» **WORK TO COMPLETE**
From top to bottom, reproduce the listing without a single change.

» **SUPPLIED RECORDS**
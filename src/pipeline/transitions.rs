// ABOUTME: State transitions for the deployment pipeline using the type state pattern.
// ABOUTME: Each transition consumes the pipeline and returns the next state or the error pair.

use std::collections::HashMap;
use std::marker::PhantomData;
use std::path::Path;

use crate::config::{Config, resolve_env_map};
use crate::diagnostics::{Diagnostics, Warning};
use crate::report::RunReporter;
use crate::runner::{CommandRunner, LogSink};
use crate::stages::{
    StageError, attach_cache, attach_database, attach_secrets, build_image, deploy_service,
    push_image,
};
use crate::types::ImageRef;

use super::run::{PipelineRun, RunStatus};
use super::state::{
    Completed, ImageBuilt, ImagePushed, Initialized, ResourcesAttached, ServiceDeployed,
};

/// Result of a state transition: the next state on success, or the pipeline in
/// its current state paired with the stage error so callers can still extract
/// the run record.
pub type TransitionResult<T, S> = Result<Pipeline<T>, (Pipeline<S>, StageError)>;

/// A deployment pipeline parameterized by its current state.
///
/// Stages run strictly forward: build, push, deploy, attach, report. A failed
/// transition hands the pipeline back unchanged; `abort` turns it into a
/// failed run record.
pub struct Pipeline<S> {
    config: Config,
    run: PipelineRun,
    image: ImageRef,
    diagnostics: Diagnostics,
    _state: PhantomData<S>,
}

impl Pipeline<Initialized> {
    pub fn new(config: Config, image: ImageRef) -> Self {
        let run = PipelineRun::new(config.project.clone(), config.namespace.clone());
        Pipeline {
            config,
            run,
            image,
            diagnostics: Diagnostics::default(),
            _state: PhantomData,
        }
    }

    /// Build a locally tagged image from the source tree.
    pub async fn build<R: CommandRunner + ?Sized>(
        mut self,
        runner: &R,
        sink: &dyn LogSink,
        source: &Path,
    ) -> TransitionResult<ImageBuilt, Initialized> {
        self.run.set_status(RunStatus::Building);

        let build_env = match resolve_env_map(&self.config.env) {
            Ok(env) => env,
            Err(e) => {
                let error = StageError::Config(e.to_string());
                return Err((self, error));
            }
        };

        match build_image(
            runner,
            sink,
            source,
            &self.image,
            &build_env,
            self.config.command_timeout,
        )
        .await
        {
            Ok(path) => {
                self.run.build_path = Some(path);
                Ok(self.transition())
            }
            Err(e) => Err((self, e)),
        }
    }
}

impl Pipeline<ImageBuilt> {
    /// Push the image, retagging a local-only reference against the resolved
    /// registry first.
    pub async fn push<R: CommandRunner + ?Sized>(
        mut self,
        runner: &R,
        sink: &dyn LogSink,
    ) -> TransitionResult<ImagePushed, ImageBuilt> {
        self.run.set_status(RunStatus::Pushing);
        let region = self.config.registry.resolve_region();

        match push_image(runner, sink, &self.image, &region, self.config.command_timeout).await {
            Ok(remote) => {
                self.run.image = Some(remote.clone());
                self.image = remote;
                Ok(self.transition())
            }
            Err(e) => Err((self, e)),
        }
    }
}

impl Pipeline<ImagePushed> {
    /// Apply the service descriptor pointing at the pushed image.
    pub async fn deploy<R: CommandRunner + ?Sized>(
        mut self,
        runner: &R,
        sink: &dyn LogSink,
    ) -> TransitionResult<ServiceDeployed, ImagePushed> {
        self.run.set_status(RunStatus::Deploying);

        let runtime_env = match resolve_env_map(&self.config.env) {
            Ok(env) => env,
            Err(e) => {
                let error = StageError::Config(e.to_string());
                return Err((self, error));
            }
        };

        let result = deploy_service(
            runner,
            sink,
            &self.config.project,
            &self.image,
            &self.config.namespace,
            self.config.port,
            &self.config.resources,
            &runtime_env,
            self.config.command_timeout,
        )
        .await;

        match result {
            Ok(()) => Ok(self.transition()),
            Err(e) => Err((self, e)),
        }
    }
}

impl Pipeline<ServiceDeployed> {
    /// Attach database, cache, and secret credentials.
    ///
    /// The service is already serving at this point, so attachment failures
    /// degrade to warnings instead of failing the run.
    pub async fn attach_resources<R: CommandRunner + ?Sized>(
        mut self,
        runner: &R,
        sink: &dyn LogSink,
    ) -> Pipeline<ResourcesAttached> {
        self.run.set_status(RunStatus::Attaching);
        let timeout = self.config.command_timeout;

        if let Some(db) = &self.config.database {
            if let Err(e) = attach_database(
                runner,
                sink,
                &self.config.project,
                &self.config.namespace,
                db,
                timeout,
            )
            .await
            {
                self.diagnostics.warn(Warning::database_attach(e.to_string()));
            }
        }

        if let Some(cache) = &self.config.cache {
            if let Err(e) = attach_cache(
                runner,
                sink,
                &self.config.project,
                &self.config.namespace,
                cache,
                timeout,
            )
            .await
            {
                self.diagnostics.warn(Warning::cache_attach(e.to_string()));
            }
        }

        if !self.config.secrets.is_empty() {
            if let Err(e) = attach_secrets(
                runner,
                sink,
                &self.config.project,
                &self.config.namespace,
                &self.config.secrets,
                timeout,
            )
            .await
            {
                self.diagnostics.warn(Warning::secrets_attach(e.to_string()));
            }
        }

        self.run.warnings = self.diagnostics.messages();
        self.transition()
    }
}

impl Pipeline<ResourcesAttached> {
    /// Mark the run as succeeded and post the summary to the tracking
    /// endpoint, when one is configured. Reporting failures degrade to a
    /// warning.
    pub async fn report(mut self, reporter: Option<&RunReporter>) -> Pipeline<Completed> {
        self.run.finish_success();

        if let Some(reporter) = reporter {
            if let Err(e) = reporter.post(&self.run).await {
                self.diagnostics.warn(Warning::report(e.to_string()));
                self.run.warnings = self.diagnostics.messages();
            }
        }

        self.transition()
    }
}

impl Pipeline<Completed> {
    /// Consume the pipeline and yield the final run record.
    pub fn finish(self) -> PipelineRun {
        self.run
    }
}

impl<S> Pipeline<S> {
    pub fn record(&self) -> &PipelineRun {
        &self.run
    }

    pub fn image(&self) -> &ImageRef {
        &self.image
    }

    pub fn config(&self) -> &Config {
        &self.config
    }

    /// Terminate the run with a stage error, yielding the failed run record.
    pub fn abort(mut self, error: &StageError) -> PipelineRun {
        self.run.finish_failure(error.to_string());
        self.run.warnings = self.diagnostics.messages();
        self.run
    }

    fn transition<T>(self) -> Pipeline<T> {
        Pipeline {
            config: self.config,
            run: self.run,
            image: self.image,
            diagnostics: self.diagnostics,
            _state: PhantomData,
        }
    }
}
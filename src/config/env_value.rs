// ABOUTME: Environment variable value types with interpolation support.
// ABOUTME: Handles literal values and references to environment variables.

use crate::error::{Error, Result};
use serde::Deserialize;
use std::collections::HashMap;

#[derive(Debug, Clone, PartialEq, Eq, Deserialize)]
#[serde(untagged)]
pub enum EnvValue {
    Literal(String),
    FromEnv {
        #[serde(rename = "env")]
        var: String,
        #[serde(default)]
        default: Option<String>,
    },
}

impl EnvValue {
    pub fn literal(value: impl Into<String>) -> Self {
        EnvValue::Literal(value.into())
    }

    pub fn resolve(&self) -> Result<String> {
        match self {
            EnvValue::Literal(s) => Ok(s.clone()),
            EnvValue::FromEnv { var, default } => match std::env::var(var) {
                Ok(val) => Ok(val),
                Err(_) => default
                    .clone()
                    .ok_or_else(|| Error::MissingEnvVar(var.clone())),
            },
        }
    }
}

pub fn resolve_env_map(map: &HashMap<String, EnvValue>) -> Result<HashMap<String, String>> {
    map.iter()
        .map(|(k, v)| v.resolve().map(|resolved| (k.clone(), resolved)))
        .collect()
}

» **RESULT FOR THIS EXERCISE**
filename src/pipeline/transitions.rs
// ABOUTME: State transitions for the deployment pipeline using the type state pattern.
// ABOUTME: Each transition consumes the pipeline and returns the next state or the error pair.

use std::collections::HashMap;
use std::marker::PhantomData;
use std::path::Path;

use crate::config::{Config, resolve_env_map};
use crate::diagnostics::{Diagnostics, Warning};
use crate::report::RunReporter;
use crate::runner::{CommandRunner, LogSink};
use crate::stages::{
    StageError, attach_cache, attach_database, attach_secrets, build_image, deploy_service,
    push_image,
};
use crate::types::ImageRef;

use super::run::{PipelineRun, RunStatus};
use super::state::{
    Completed, ImageBuilt, ImagePushed, Initialized, ResourcesAttached, ServiceDeployed,
};

/// Result of a state transition: the next state on success, or the pipeline in
/// its current state paired with the stage error so callers can still extract
/// the run record.
pub type TransitionResult<T, S> = Result<Pipeline<T>, (Pipeline<S>, StageError)>;

/// A deployment pipeline parameterized by its current state.
///
/// Stages run strictly forward: build, push, deploy, attach, report. A failed
/// transition hands the pipeline back unchanged; `abort` turns it into a
/// failed run record.
pub struct Pipeline<S> {
    config: Config,
    run: PipelineRun,
    image: ImageRef,
    diagnostics: Diagnostics,
    _state: PhantomData<S>,
}

impl Pipeline<Initialized> {
    pub fn new(config: Config, image: ImageRef) -> Self {
        let run = PipelineRun::new(config.project.clone(), config.namespace.clone());
        Pipeline {
            config,
            run,
            image,
            diagnostics: Diagnostics::default(),
            _state: PhantomData,
        }
    }

    /// Build a locally tagged image from the source tree.
    pub async fn build<R: CommandRunner + ?Sized>(
        mut self,
        runner: &R,
        sink: &dyn LogSink,
        source: &Path,
    ) -> TransitionResult<ImageBuilt, Initialized> {
        self.run.set_status(RunStatus::Building);

        let build_env = match resolve_env_map(&self.config.env) {
            Ok(env) => env,
            Err(e) => {
                let error = StageError::Config(e.to_string());
                return Err((self, error));
            }
        };

        match build_image(
            runner,
            sink,
            source,
            &self.image,
            &build_env,
            self.config.command_timeout,
        )
        .await
        {
            Ok(path) => {
                self.run.build_path = Some(path);
                Ok(self.transition())
            }
            Err(e) => Err((self, e)),
        }
    }
}

impl Pipeline<ImageBuilt> {
    /// Push the image, retagging a local-only reference against the resolved
    /// registry first.
    pub async fn push<R: CommandRunner + ?Sized>(
        mut self,
        runner: &R,
        sink: &dyn LogSink,
    ) -> TransitionResult<ImagePushed, ImageBuilt> {
        self.run.set_status(RunStatus::Pushing);
        let region = self.config.registry.resolve_region();

        match push_image(runner, sink, &self.image, &region, self.config.command_timeout).await {
            Ok(remote) => {
                self.run.image = Some(remote.clone());
                self.image = remote;
                Ok(self.transition())
            }
            Err(e) => Err((self, e)),
        }
    }
}

impl Pipeline<ImagePushed> {
    /// Apply the service descriptor pointing at the pushed image.
    pub async fn deploy<R: CommandRunner + ?Sized>(
        mut self,
        runner: &R,
        sink: &dyn LogSink,
    ) -> TransitionResult<ServiceDeployed, ImagePushed> {
        self.run.set_status(RunStatus::Deploying);

        let runtime_env = match resolve_env_map(&self.config.env) {
            Ok(env) => env,
            Err(e) => {
                let error = StageError::Config(e.to_string());
                return Err((self, error));
            }
        };

        let result = deploy_service(
            runner,
            sink,
            &self.config.project,
            &self.image,
            &self.config.namespace,
            self.config.port,
            &self.config.resources,
            &runtime_env,
            self.config.command_timeout,
        )
        .await;

        match result {
            Ok(()) => Ok(self.transition()),
            Err(e) => Err((self, e)),
        }
    }
}

impl Pipeline<ServiceDeployed> {
    /// Attach database, cache, and secret credentials.
    ///
    /// The service is already serving at this point, so attachment failures
    /// degrade to warnings instead of failing the run.
    pub async fn attach_resources<R: CommandRunner + ?Sized>(
        mut self,
        runner: &R,
        sink: &dyn LogSink,
    ) -> Pipeline<ResourcesAttached> {
        self.run.set_status(RunStatus::Attaching);
        let timeout = self.config.command_timeout;

        if let Some(db) = &self.config.database {
            if let Err(e) = attach_database(
                runner,
                sink,
                &self.config.project,
                &self.config.namespace,
                db,
                timeout,
            )
            .await
            {
                self.diagnostics.warn(Warning::database_attach(e.to_string()));
            }
        }

        if let Some(cache) = &self.config.cache {
            if let Err(e) = attach_cache(
                runner,
                sink,
                &self.config.project,
                &self.config.namespace,
                cache,
                timeout,
            )
            .await
            {
                self.diagnostics.warn(Warning::cache_attach(e.to_string()));
            }
        }

        if !self.config.secrets.is_empty() {
            if let Err(e) = attach_secrets(
                runner,
                sink,
                &self.config.project,
                &self.config.namespace,
                &self.config.secrets,
                timeout,
            )
            .await
            {
                self.diagnostics.warn(Warning::secrets_attach(e.to_string()));
            }
        }

        self.run.warnings = self.diagnostics.messages();
        self.transition()
    }
}

impl Pipeline<ResourcesAttached> {
    /// Mark the run as succeeded and post the summary to the tracking
    /// endpoint, when one is configured. Reporting failures degrade to a
    /// warning.
    pub async fn report(mut self, reporter: Option<&RunReporter>) -> Pipeline<Completed> {
        self.run.finish_success();

        if let Some(reporter) = reporter {
            if let Err(e) = reporter.post(&self.run).await {
                self.diagnostics.warn(Warning::report(e.to_string()));
                self.run.warnings = self.diagnostics.messages();
            }
        }

        self.transition()
    }
}

impl Pipeline<Completed> {
    /// Consume the pipeline and yield the final run record.
    pub fn finish(self) -> PipelineRun {
        self.run
    }
}

impl<S> Pipeline<S> {
    pub fn record(&self) -> &PipelineRun {
        &self.run
    }

    pub fn image(&self) -> &ImageRef {
        &self.image
    }

    pub fn config(&self) -> &Config {
        &self.config
    }

    /// Terminate the run with a stage error, yielding the failed run record.
    pub fn abort(mut self, error: &StageError) -> PipelineRun {
        self.run.finish_failure(error.to_string());
        self.run.warnings = self.diagnostics.messages();
        self.run
    }

    fn transition<T>(self) -> Pipeline<T> {
        Pipeline {
            config: self.config,
            run: self.run,
            image: self.image,
            diagnostics: self.diagnostics,
            _state: PhantomData,
        }
    }
}
filename src/config/env_value.rs
// ABOUTME: Environment variable value types with interpolation support.
// ABOUTME: Handles literal values and references to environment variables.

use crate::error::{Error, Result};
use serde::Deserialize;
use std::collections::HashMap;

#[derive(Debug, Clone, PartialEq, Eq, Deserialize)]
#[serde(untagged)]
pub enum EnvValue {
    Literal(String),
    FromEnv {
        #[serde(rename = "env")]
        var: String,
        #[serde(default)]
        default: Option<String>,
    },
}

impl EnvValue {
    pub fn literal(value: impl Into<String>) -> Self {
        EnvValue::Literal(value.into())
    }

    pub fn resolve(&self) -> Result<String> {
        match self {
            EnvValue::Literal(s) => Ok(s.clone()),
            EnvValue::FromEnv { var, default } => match std::env::var(var) {
                Ok(val) => Ok(val),
                Err(_) => default
                    .clone()
                    .ok_or_else(|| Error::MissingEnvVar(var.clone())),
            },
        }
    }
}

pub fn resolve_env_map(map: &HashMap<String, EnvValue>) -> Result<HashMap<String, String>> {
    map.iter()
        .map(|(k, v)| v.resolve().map(|resolved| (k.clone(), resolved)))
        .collect()
}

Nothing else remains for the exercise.